TRY IT »
Scan the data for "Value" and copy the lines it appears in.

Stored items »
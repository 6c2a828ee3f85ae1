//! Tool host
//!
//! The context object owning the catalog and dispatcher. It is created once
//! at startup: discovery fills the catalog, after which membership is fixed
//! and only per-entry bindings change.

use crate::config::{LoaderKind, ToolsConfig};
use crate::error::DispatchError;
use crate::tools::catalog::{Catalog, CatalogEntry, EntryState};
use crate::tools::descriptor::UiSchema;
use crate::tools::discovery::{discover_all, PackageLayout, SkippedPackage};
use crate::tools::loader::{DynamicLoader, StaticUnitLoader, ToolLoader};
use crate::tools::native::NativeUnitLoader;
use crate::tools::{Dispatcher, Parameters};
use chrono::{DateTime, Utc};
use serde::Serialize;
use serde_json::Value;
use std::sync::Arc;
use tracing::{error, info};

/// Listing projection of a catalog entry
#[derive(Debug, Clone, PartialEq, Serialize)]
#[serde(rename_all = "camelCase")]
pub struct ToolSummary {
    pub id: String,
    pub name: String,
    pub description: String,
    pub version: String,
    pub author: String,
    pub tags: Vec<String>,
}

/// Detail projection of a catalog entry
#[derive(Debug, Clone, PartialEq, Serialize)]
#[serde(rename_all = "camelCase")]
pub struct ToolDetail {
    #[serde(flatten)]
    pub summary: ToolSummary,
    pub ui_schema: Option<UiSchema>,
    pub state: EntryState,
    #[serde(skip_serializing_if = "Option::is_none")]
    pub bound_at: Option<DateTime<Utc>>,
}

impl From<&CatalogEntry> for ToolSummary {
    fn from(entry: &CatalogEntry) -> Self {
        let d = entry.descriptor();
        Self {
            id: d.id.clone(),
            name: d.name.clone(),
            description: d.description.clone(),
            version: d.version.clone(),
            author: d.author.clone(),
            tags: d.tags.clone(),
        }
    }
}

impl From<&CatalogEntry> for ToolDetail {
    fn from(entry: &CatalogEntry) -> Self {
        Self {
            summary: ToolSummary::from(entry),
            ui_schema: entry.ui_schema().cloned(),
            state: entry.state(),
            bound_at: entry.bound_at(),
        }
    }
}

#[derive(Debug)]
pub struct ToolHost {
    catalog: Arc<Catalog>,
    dispatcher: Dispatcher,
    skipped: Vec<SkippedPackage>,
}

impl ToolHost {
    /// Discover tools and wire up the loader selected in `config`
    pub fn bootstrap(config: &ToolsConfig) -> Self {
        Self::with_loader(config, loader_for(config))
    }

    /// Discover tools and dispatch them through a caller-provided loader
    ///
    /// An unreadable tools directory is logged and yields an empty catalog.
    pub fn with_loader(config: &ToolsConfig, loader: Arc<dyn ToolLoader>) -> Self {
        let layout = PackageLayout::from(config);
        let (catalog, skipped) = match discover_all(&config.directory, &layout) {
            Ok(report) => (report.catalog, report.skipped),
            Err(e) => {
                error!("Error discovering tools: {}", e);
                (Catalog::default(), Vec::new())
            }
        };
        info!(
            "Tool host ready: {} tools from {:?}",
            catalog.len(),
            config.directory
        );

        let catalog = Arc::new(catalog);
        let dispatcher = Dispatcher::new(Arc::clone(&catalog), loader)
            .with_timeouts(config.load_timeout(), config.execute_timeout());

        Self {
            catalog,
            dispatcher,
            skipped,
        }
    }

    pub fn catalog(&self) -> &Arc<Catalog> {
        &self.catalog
    }

    pub fn dispatcher(&self) -> &Dispatcher {
        &self.dispatcher
    }

    /// Packages rejected during discovery
    pub fn skipped(&self) -> &[SkippedPackage] {
        &self.skipped
    }

    pub fn list(&self) -> Vec<ToolSummary> {
        self.catalog
            .get_all()
            .iter()
            .map(|entry| ToolSummary::from(entry.as_ref()))
            .collect()
    }

    pub fn detail(&self, id: &str) -> Option<ToolDetail> {
        self.catalog
            .get_by_id(id)
            .map(|entry| ToolDetail::from(entry.as_ref()))
    }

    pub async fn execute(&self, id: &str, parameters: Parameters) -> Result<Value, DispatchError> {
        self.dispatcher.execute(id, parameters).await
    }
}

/// Build the `ToolLoader` for the configured unit kind
pub fn loader_for(config: &ToolsConfig) -> Arc<dyn ToolLoader> {
    match config.loader {
        LoaderKind::Builtin => {
            let mut units = StaticUnitLoader::builtin();
            if let Some(ext) = &config.unit_extension {
                units = units.with_extension(ext.clone());
            }
            Arc::new(DynamicLoader::new(units))
        }
        LoaderKind::Native => {
            let units = match &config.unit_extension {
                Some(ext) => NativeUnitLoader::with_extension(ext.clone()),
                None => NativeUnitLoader::new(),
            };
            Arc::new(DynamicLoader::new(units))
        }
    }
}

ANSWER BOX »
use serde_json::Value;
    pub async fn execute(&self, id: &str, parameters: Parameters) -> Result<Value, DispatchError> {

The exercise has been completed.